Como se eu realmente esquecesse de tudo, até parece que palavras ao vento somem... Elas não somem, apenas não caem ao seu lado, voam um pouco antes de cair.
Estava observando, algum tempo atrás, o voo destas palavras que lancei ao vento, como se fossem crianças em um escorregador, do ponto mais alto, vão descendo em um deslize para o chão.
Andei um pouco, fui atrás das palavras, juntei-as, joguei tudo de volta ao vento e repeti esta brincadeira por horas e horas. Isso tereia alguma serventia? Não sei, aliás, têm uma, passar o tempo, mas não acontece da maneira certa. Palavras ao vento tem um efeito diferente pra mim, ela fazem tudo ficar mais devagar, o tempo não passa, fica estagnado.
Na minha cabeça a imagem da mesa de jantar, longa e com muitas cadeiras, uma toalha que transborda a mesa, um copo de água no centro da mesa, a mosca voando em volta dele em seu incansável balé. Uma das cabeceiras encostada na parede e subindo o olhar pela parede, um relógio branco, ponteiros pretos que sempre marcam o mesmo horário, jogam na minha cara que estão parados, me dizem "Olhe pra cá, não vê que estamos presos neste fundo branco, o tempo não se desmanchará na sua face, fique sentado bem aonde está e tome um gole de água.". Não queria adiantar estes ponteiros, mas quem sabe se eu voltasse eles... Acho que não, melhor assim, palavras ao vento, parei de correr atrás delas, deixarei elas se perderem no mundo.

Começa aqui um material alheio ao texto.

//! Process-wide kill switch
//!
//! Blocks every new order submission while engaged. Reads go through an atomic
//! flag; the reason and audit fields sit behind a lock and are only touched by
//! administrative actions.

use chrono::{DateTime, Utc};
use serde::{Deserialize, Serialize};
use std::sync::atomic::{AtomicBool, Ordering};
use std::sync::RwLock;
use tracing::{error, info};

use super::clock::{Clock, SharedClock};
use crate::error::KillSwitchEngagedError;

#[derive(Debug, Clone, Default, PartialEq, Eq, Serialize, Deserialize)]
pub struct KillSwitchState {
    pub engaged: bool,
    pub reason: Option<String>,
    pub set_by: Option<String>,
    pub set_at: Option<DateTime<Utc>>,
}

pub struct KillSwitch {
    engaged: AtomicBool,
    state: RwLock<KillSwitchState>,
    clock: SharedClock,
}

impl KillSwitch {
    pub fn new(clock: SharedClock) -> Self {
        Self {
            engaged: AtomicBool::new(false),
            state: RwLock::new(KillSwitchState::default()),
            clock,
        }
    }

    /// Fast check used on the order path
    pub fn is_engaged(&self) -> bool {
        self.engaged.load(Ordering::SeqCst)
    }

    /// `Err` with the recorded reason while engaged
    pub fn check(&self) -> Result<(), KillSwitchEngagedError> {
        if !self.is_engaged() {
            return Ok(());
        }
        let reason = self
            .state()
            .reason
            .unwrap_or_else(|| "kill switch engaged".to_string());
        Err(KillSwitchEngagedError { reason })
    }

    pub fn state(&self) -> KillSwitchState {
        self.state
            .read()
            .unwrap_or_else(|poisoned| poisoned.into_inner())
            .clone()
    }

    pub fn engage(&self, reason: &str, set_by: &str) -> KillSwitchState {
        let snapshot = {
            let mut state = self
                .state
                .write()
                .unwrap_or_else(|poisoned| poisoned.into_inner());
            *state = KillSwitchState {
                engaged: true,
                reason: Some(reason.to_string()),
                set_by: Some(set_by.to_string()),
                set_at: Some(self.clock.utc_now()),
            };
            // Flag flips while the audit fields are already in place
            self.engaged.store(true, Ordering::SeqCst);
            state.clone()
        };

        error!(reason = %reason, set_by = %set_by, "KILL SWITCH ENGAGED, order submission halted");
        snapshot
    }

    pub fn release(&self, set_by: &str) -> KillSwitchState {
        let snapshot = {
            let mut state = self
                .state
                .write()
                .unwrap_or_else(|poisoned| poisoned.into_inner());
            self.engaged.store(false, Ordering::SeqCst);
            *state = KillSwitchState {
                engaged: false,
                reason: None,
                set_by: Some(set_by.to_string()),
                set_at: Some(self.clock.utc_now()),
            };
            state.clone()
        };

        info!(set_by = %set_by, "Kill switch released, order submission resumed");
        snapshot
    }
}

#[cfg(test)]
mod tests {
    use super::*;
    use crate::coordination::clock::ManualClock;
    use std::sync::Arc;

    #[test]
    fn test_engage_and_release() {
        let ks = KillSwitch::new(Arc::new(ManualClock::new()));
        assert!(ks.check().is_ok());

        let state = ks.engage("broker incident", "ops");
        assert!(state.engaged);
        assert!(ks.is_engaged());
        assert_eq!(state.set_by.as_deref(), Some("ops"));
        assert!(state.set_at.is_some());

        let err = ks.check().unwrap_err();
        assert_eq!(err.reason, "broker incident");

        let state = ks.release("ops-lead");
        assert!(!state.engaged);
        assert!(state.reason.is_none());
        assert!(ks.check().is_ok());
    }
}
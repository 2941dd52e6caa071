pub mod api;
pub mod cache;
pub mod config;
pub mod coordination;
pub mod domain;
pub mod error;
pub mod execution;
pub mod market_data;
pub mod safety;
pub mod services;

pub use cache::{CacheBackend, InMemoryBackend, QuoteCache};
pub use config::AppConfig;
pub use coordination::{
    CircuitBreaker, CircuitBreakerConfig, CircuitState, Clock, KillSwitch, ManualClock,
    SharedClock, ShutdownSignal, SystemClock,
};
pub use domain::{OrderRequest, OrderResult, OrderStatus, Quote, SessionState, StreamEvent};
pub use error::{QuoteflowError, Result};
pub use execution::{BrokerClient, IdempotencyStore, OrderPipeline};
pub use market_data::{
    FanoutDistributor, MarketDataProvider, SessionManager, SubscriptionRegistry, UpstreamStream,
};
pub use services::{Metrics, ServiceContext};
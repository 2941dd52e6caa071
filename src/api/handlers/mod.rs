pub mod admin;
pub mod orders;
pub mod quotes;
pub mod system;

pub use admin::*;
pub use orders::*;
pub use quotes::*;
pub use system::*;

Engraçado eu falar tanto do tempo, quem sabe eu realmente queira que ele passe, talvez queira voltar nele... Não sei ao certo, os ponteiros continuam lá, toda vez que se mechem fazem um "tééék!" e eu olho para o relógio, mas não percebo nada, incrível, parecem estar no mesmo lugar, não é tão incrível assim, acho que é aquilo que chamamos de rotina.